Activation of p53-p21waf1 pathway in response to disruption of cell-matrix interactions.

The proliferation of most cells is strictly dependent on cell-matrix interactions, a phenomenon called anchorage dependence. Because tumor cells often are independent of this regulation, it is important to characterize the molecular pathways that control cellular proliferation after detachment of cells from their matrix. In this report, we investigated a possible role of p53 and one of its target genes, p21(waf1/cip1), as components of anchorage-dependent cell growth control. We found that p53 protein is rapidly activated upon the disruption of cellular attachment. This led to p21 transcriptional activation via two p53-binding sites in its promoter.
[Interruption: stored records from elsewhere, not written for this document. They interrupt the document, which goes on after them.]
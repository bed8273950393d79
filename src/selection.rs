use anyhow::Result;
use inquire::MultiSelect;

use crate::error::ScaffoldError;

/// Trait for providing interactive selection functionality
/// This allows us to abstract away the interactive prompts for testing
pub trait SelectionProvider {
    /// Present a checkbox list and return the checked options in list order
    ///
    /// An empty result is a valid answer.
    ///
    /// # Errors
    /// Returns an error if the selection process fails or user cancels
    fn select_many(&self, prompt: &str, options: Vec<String>) -> Result<Vec<String>>;
}

/// Real implementation using inquire::MultiSelect for production use
pub struct RealSelectionProvider;

impl SelectionProvider for RealSelectionProvider {
    fn select_many(&self, prompt: &str, options: Vec<String>) -> Result<Vec<String>> {
        let selection = MultiSelect::new(prompt, options)
            .with_page_size(10)
            .with_vim_mode(true)
            .prompt()
            .map_err(|e| ScaffoldError::Prompt(e.to_string()))?;
        Ok(selection)
    }
}

/// Mock implementation for testing that returns predetermined values
pub struct MockSelectionProvider {
    pub responses: Vec<String>,
}

impl MockSelectionProvider {
    pub fn new<S: AsRef<str>>(responses: &[S]) -> Self {
        Self {
            responses: responses.iter().map(|s| s.as_ref().to_string()).collect(),
        }
    }
}

impl SelectionProvider for MockSelectionProvider {
    fn select_many(&self, _prompt: &str, options: Vec<String>) -> Result<Vec<String>> {
        // Validate that every response is actually in the options
        for response in &self.responses {
            if !options.contains(response) {
                anyhow::bail!("Mock response '{}' not found in options", response);
            }
        }
        Ok(self.responses.clone())
    }
}
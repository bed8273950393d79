use anyhow::Result;
use std::path::Path;
use std::process::{Command, Stdio};

use crate::error::ScaffoldError;
use crate::traits::CommandRunner;

/// Runs programs for real with inherited stdio
pub struct SystemRunner;

impl CommandRunner for SystemRunner {
    fn run(&self, program: &str, args: &[&str], cwd: &Path) -> Result<()> {
        let command = render_command(program, args);
        log::debug!("Running: {} (in {})", command, cwd.display());

        let status = Command::new(program)
            .args(args)
            .current_dir(cwd)
            .stdin(Stdio::inherit())
            .stdout(Stdio::inherit())
            .stderr(Stdio::inherit())
            .status()
            .map_err(|source| ScaffoldError::Spawn {
                program: program.to_string(),
                source,
            })?;

        if !status.success() {
            return Err(ScaffoldError::ExternalProcess {
                command,
                code: status.code(),
            }
            .into());
        }
        Ok(())
    }
}

/// Joins a program and its arguments the way a user would type them
#[must_use]
pub fn render_command(program: &str, args: &[&str]) -> String {
    std::iter::once(program)
        .chain(args.iter().copied())
        .collect::<Vec<_>>()
        .join(" ")
}
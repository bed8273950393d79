use anyhow::{Context, Result};
use git2::Repository;
use std::path::Path;

/// Initializes a git repository at `path` unless one already exists there
///
/// Hook managers install their hooks into `.git/hooks`, so the project needs a
/// repository before they are added.
///
/// # Errors
/// Returns an error if the repository cannot be created
pub fn init_repository(path: &Path) -> Result<()> {
    if Repository::open(path).is_ok() {
        log::debug!("Git repository already present at {}", path.display());
        return Ok(());
    }

    Repository::init(path)
        .with_context(|| format!("Failed to initialize git repository at {}", path.display()))?;
    log::info!("Initialized git repository at {}", path.display());
    Ok(())
}
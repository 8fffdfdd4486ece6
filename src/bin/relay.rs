use bullet::DEFAULT_PORT;
use clap::Parser;

/// Standalone relay server
#[derive(Parser)]
#[command(name = "bullet-server")]
#[command(about = "Relay that pairs bullet senders and receivers by share code", long_about = None)]
#[command(version)]
struct Args {
    /// Server port
    #[arg(short, long, env = "BULLET_PORT", default_value_t = DEFAULT_PORT)]
    port: u16,

    /// Enable verbose logging
    #[arg(short, long)]
    verbose: bool,
}

#[tokio::main]
async fn main() {
    let args = Args::parse();

    let level = if args.verbose {
        log::LevelFilter::Debug
    } else {
        log::LevelFilter::Info
    };
    env_logger::Builder::from_default_env().filter_level(level).init();

    if let Err(e) = bullet::commands::relay::run(args.port).await {
        eprintln!("Error: {}", e);
        std::process::exit(1);
    }
}
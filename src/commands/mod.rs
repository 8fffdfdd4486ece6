//! # Commands Module
//!
//! The three entry points behind the `bullet` binary:
//!
//! ## `send`
//! Shares a local file through the relay:
//! - Registers the file's name and size under a share code
//!   (custom, or generated by the relay)
//! - Waits until a receiver is ready, then streams the raw bytes
//!
//! ## `receive`
//! Fetches a file by share code:
//! - Looks the code up and shows the file's name and size
//! - Writes the streamed bytes to a file or to stdout
//!
//! ## `relay`
//! Runs the relay server:
//! - Accepts senders and receivers on one port
//! - Pairs them by share code and copies the file across without storing it

pub mod receive;
pub mod relay;
pub mod send;
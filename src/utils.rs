//! JSON payloads carried by the request/response frames.
//!
//! Field names are part of the wire format and stay snake_case.

use serde::{Deserialize, Serialize};

/// Sender -> relay. An empty (or missing) share code asks the relay to pick one.
#[derive(Serialize, Deserialize, Debug, Clone, PartialEq, Eq)]
pub struct FileSendRequest {
    #[serde(default)]
    pub share_code: String,
    pub filename: String,
    pub filesize: u64,
}

/// Relay -> sender, with the code the receiver has to present.
#[derive(Serialize, Deserialize, Debug, Clone, PartialEq, Eq)]
pub struct FileSendResponse {
    pub share_code: String,
}

/// Receiver -> relay.
#[derive(Serialize, Deserialize, Debug, Clone, PartialEq, Eq)]
pub struct FileRecvRequest {
    pub share_code: String,
}

/// Relay -> receiver, describing the file that is about to be streamed.
#[derive(Serialize, Deserialize, Debug, Clone, PartialEq, Eq)]
pub struct FileRecvResponse {
    pub filename: String,
    pub filesize: u64,
}

#[cfg(test)]
mod tests {
    use super::*;

    #[test]
    fn test_send_request_field_names() {
        let request = FileSendRequest {
            share_code: "ABC123".to_string(),
            filename: "hello.txt".to_string(),
            filesize: 5,
        };

        let json = serde_json::to_value(&request).unwrap();
        assert_eq!(json["share_code"], "ABC123");
        assert_eq!(json["filename"], "hello.txt");
        assert_eq!(json["filesize"], 5);
    }

    #[test]
    fn test_send_request_without_share_code() {
        let request: FileSendRequest =
            serde_json::from_str(r#"{"filename":"a.bin","filesize":1024}"#).unwrap();

        assert!(request.share_code.is_empty());
        assert_eq!(request.filename, "a.bin");
        assert_eq!(request.filesize, 1024);
    }

    #[test]
    fn test_recv_response_unicode_filename() {
        let response = FileRecvResponse {
            filename: "файл.txt".to_string(),
            filesize: 42,
        };

        let json = serde_json::to_vec(&response).unwrap();
        let decoded: FileRecvResponse = serde_json::from_slice(&json).unwrap();
        assert_eq!(decoded, response);
    }

    #[test]
    fn test_recv_request_requires_share_code() {
        let result = serde_json::from_str::<FileRecvRequest>("{}");
        assert!(result.is_err());
    }
}
use std::error::Error;

use log::debug;
use tokio::io::{AsyncRead, AsyncWrite};
use tokio::net::TcpStream;

use crate::error::RelayError;
use crate::protocol::{decode_payload, read_frame, write_frame, write_json_frame, Opcode};
use crate::utils::{FileRecvRequest, FileRecvResponse, FileSendRequest, FileSendResponse};

/// Connects to the relay and completes the handshake.
pub async fn establish_connection(relay_addr: &str) -> Result<TcpStream, Box<dyn Error>> {
    let mut stream = TcpStream::connect(relay_addr)
        .await
        .map_err(|e| format!("Error connecting with relay at {}: {}", relay_addr, e))?;
    debug!("Connected to relay at {}", relay_addr);

    perform_handshake(&mut stream)
        .await
        .map_err(|e| format!("Couldn't complete handshake: {}", e))?;
    debug!("Handshake complete");

    Ok(stream)
}

pub async fn perform_handshake<S>(stream: &mut S) -> Result<(), RelayError>
where
    S: AsyncRead + AsyncWrite + Unpin,
{
    write_frame(stream, Opcode::HandshakeRequest, &[]).await?;
    read_frame(stream).await?.expect(Opcode::HandshakeResponse)?;
    Ok(())
}

/// Announces a file and returns the share code the relay settled on.
pub async fn request_send<S>(stream: &mut S, request: &FileSendRequest) -> Result<FileSendResponse, RelayError>
where
    S: AsyncRead + AsyncWrite + Unpin,
{
    write_json_frame(stream, Opcode::FileSendRequest, request).await?;

    let frame = read_frame(stream).await?;
    match frame.opcode {
        Opcode::FileSendResponse => decode_payload(&frame.payload),
        Opcode::ShareCodeUnavailable => Err(RelayError::ShareCodeUnavailable(request.share_code.clone())),
        other => Err(RelayError::unexpected(Opcode::FileSendResponse.name(), other)),
    }
}

/// Asks for the file behind `share_code` and returns its name and size.
pub async fn request_receive<S>(stream: &mut S, share_code: &str) -> Result<FileRecvResponse, RelayError>
where
    S: AsyncRead + AsyncWrite + Unpin,
{
    let request = FileRecvRequest {
        share_code: share_code.to_string(),
    };
    write_json_frame(stream, Opcode::FileRecvRequest, &request).await?;

    let frame = read_frame(stream).await?;
    match frame.opcode {
        Opcode::FileRecvResponse => decode_payload(&frame.payload),
        Opcode::ShareCodeNotFound => Err(RelayError::ShareCodeNotFound(share_code.to_string())),
        other => Err(RelayError::unexpected(Opcode::FileRecvResponse.name(), other)),
    }
}

/// Blocks until the relay says a receiver is ready for the file.
pub async fn wait_for_receiver<S>(stream: &mut S) -> Result<(), RelayError>
where
    S: AsyncRead + Unpin,
{
    read_frame(stream).await?.expect(Opcode::CanStartSending)?;
    Ok(())
}

pub async fn signal_ready<S>(stream: &mut S) -> Result<(), RelayError>
where
    S: AsyncWrite + Unpin,
{
    write_frame(stream, Opcode::ReadyToReceive, &[]).await
}
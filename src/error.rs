use std::io;

use thiserror::Error;

use crate::protocol::Opcode;

/// Everything that can end a relay connection or a client transfer.
///
/// Only `ShareCodeUnavailable` and `ShareCodeNotFound` are ever reported back
/// to a peer (as their own opcodes); every other variant just closes the
/// connection on the server side.
#[derive(Debug, Error)]
pub enum RelayError {
    #[error("protocol violation: expected {expected}, got {got}")]
    ProtocolViolation { expected: &'static str, got: Opcode },

    #[error("share code {0:?} is already taken")]
    ShareCodeUnavailable(String),

    #[error("share code {0:?} not found")]
    ShareCodeNotFound(String),

    #[error("share code {0:?} is already being received")]
    TransferInProgress(String),

    #[error("stream ended before a complete frame header was read")]
    IncompleteFrame,

    #[error("frame declared {declared} payload bytes but only {received} arrived")]
    FrameMismatch { declared: u16, received: usize },

    #[error("payload of {0} bytes does not fit in a frame")]
    PayloadTooLarge(usize),

    #[error("malformed payload: {0}")]
    MalformedPayload(#[from] serde_json::Error),

    #[error("short transfer: copied {copied} of {expected} bytes")]
    ShortTransfer { copied: u64, expected: u64 },

    #[error(transparent)]
    Io(#[from] io::Error),
}

impl RelayError {
    pub fn unexpected(expected: &'static str, got: Opcode) -> Self {
        RelayError::ProtocolViolation { expected, got }
    }
}
use bullet::commands::receive::ReceiveOptions;
use bullet::{DEFAULT_PORT, RELAY_ADDR};
use clap::{Parser, Subcommand};
use std::error::Error;

#[derive(Parser)]
#[command(name = "bullet")]
#[command(about = "Share a file through a relay with a short code", long_about = None)]
#[command(version)]
struct Cli {
    /// Enable verbose logging
    #[arg(short, long, global = true)]
    verbose: bool,

    #[command(subcommand)]
    command: Commands,
}

#[derive(Subcommand)]
enum Commands {
    /// Send a file
    Send {
        /// Relay server address
        #[arg(long, env = "BULLET_RELAY", default_value = RELAY_ADDR)]
        relay: String,

        /// Custom share code, generated by the relay if not provided
        #[arg(long)]
        code: Option<String>,

        /// Path to the file to send
        file: String,
    },
    /// Receive a file
    Recv {
        /// Relay server address
        #[arg(long, env = "BULLET_RELAY", default_value = RELAY_ADDR)]
        relay: String,

        /// Output file name, `-` for stdout (default: the sender's file name)
        #[arg(short, long)]
        output: Option<String>,

        /// Overwrite an existing output file without asking
        #[arg(short, long)]
        yes: bool,

        /// Share code printed by the sender
        share_code: String,
    },
    /// Run as a relay server
    Relay {
        /// Port to bind to
        #[arg(short, long, env = "BULLET_PORT", default_value_t = DEFAULT_PORT)]
        port: u16,
    },
}

#[tokio::main]
async fn main() {
    let cli = Cli::parse();

    // Configure logging based on verbose flag
    let level = if cli.verbose {
        log::LevelFilter::Debug
    } else {
        log::LevelFilter::Info
    };
    env_logger::Builder::from_default_env().filter_level(level).init();
    log::debug!("Verbose logging enabled");

    if let Err(e) = run(cli.command).await {
        eprintln!("Error: {}", e);
        std::process::exit(1);
    }
}

async fn run(command: Commands) -> Result<(), Box<dyn Error>> {
    match command {
        Commands::Send { relay, code, file } => {
            bullet::commands::send::run(&relay, &file, code).await
        }
        Commands::Recv {
            relay,
            output,
            yes,
            share_code,
        } => {
            let options = ReceiveOptions {
                output,
                assume_yes: yes,
            };
            bullet::commands::receive::run(&relay, &share_code, options).await
        }
        Commands::Relay { port } => bullet::commands::relay::run(port).await,
    }
}
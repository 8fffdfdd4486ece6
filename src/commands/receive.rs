use std::error::Error;

use indicatif::{ProgressBar, ProgressStyle};
use log::debug;
use tokio::io::AsyncWriteExt;

use crate::bytes::{confirm_overwrite, copy_exactly, create_output_sink, readable_size, resolve_output, OutputTarget};
use crate::error::RelayError;
use crate::networking::{establish_connection, request_receive, signal_ready};

/// Options for the `recv` command.
#[derive(Debug, Clone, Default)]
pub struct ReceiveOptions {
    /// Where to write the file; `-` for stdout, `None` for the sender's filename.
    pub output: Option<String>,
    /// Overwrite an existing output file without asking.
    pub assume_yes: bool,
}

pub async fn run(relay_addr: &str, share_code: &str, options: ReceiveOptions) -> Result<(), Box<dyn Error>> {
    debug!("Starting receive command for share code {}", share_code);
    let mut stream = establish_connection(relay_addr).await?;

    let metadata = request_receive(&mut stream, share_code).await.map_err(|e| match e {
        RelayError::ShareCodeNotFound(code) => format!("Share code {:?} not found!", code),
        other => format!("Error during recv file request: {}", other),
    })?;
    eprintln!(
        "Detected sender's file: {:?} ({})",
        metadata.filename,
        readable_size(metadata.filesize)
    );

    let target = resolve_output(options.output.as_deref(), &metadata.filename);
    if let OutputTarget::File(path) = &target {
        if path.exists() && !options.assume_yes && !confirm_overwrite(path).await? {
            eprintln!("Closing connection...");
            return Ok(());
        }
    }
    let mut sink = create_output_sink(&target)
        .await
        .map_err(|e| format!("Error opening {:?} for writing: {}", target, e))?;

    // Only now tell the relay to start the sender
    signal_ready(&mut stream).await?;

    let bar = ProgressBar::new(metadata.filesize);
    bar.set_style(
        ProgressStyle::default_bar()
            .template("[{elapsed_precise}] [{bar:40}] {bytes}/{total_bytes} ({eta})")
            .unwrap_or_else(|_| ProgressStyle::default_bar()),
    );
    let received = copy_exactly(&mut sink, &mut stream, metadata.filesize, |n| bar.inc(n))
        .await
        .map_err(|e| match e {
            RelayError::ShortTransfer { copied, expected } => {
                format!("Didn't receive whole file, got ({}/{}) bytes", copied, expected)
            }
            other => format!("Error receiving file: {}", other),
        })?;
    sink.shutdown().await?;
    bar.finish();

    match target {
        OutputTarget::File(path) => eprintln!("Received {} bytes of data at {:?}.", received, path),
        OutputTarget::Stdout => eprintln!("Received {} bytes of data.", received),
    }
    Ok(())
}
Elevated p21 protein levels blocked transcription and activity of the cell cycle-regulator cyclin A, and cells became arrested in G1 of the cell cycle. Under the same conditions, fibroblasts from p53 knock-out mice did not activate p21 and did not down-regulate cyclin A expression but rather induced another cell cycle inhibitor, p27. Thus, our results characterize a chain of events, starting from the activation of p53 and proceeding via p21 to cyclin A, that is activated in response to the loss of cellular adherence. This p53-regulated pathway may constitute one of a few redundant systems to ensure proper cell control in multicellular organisms.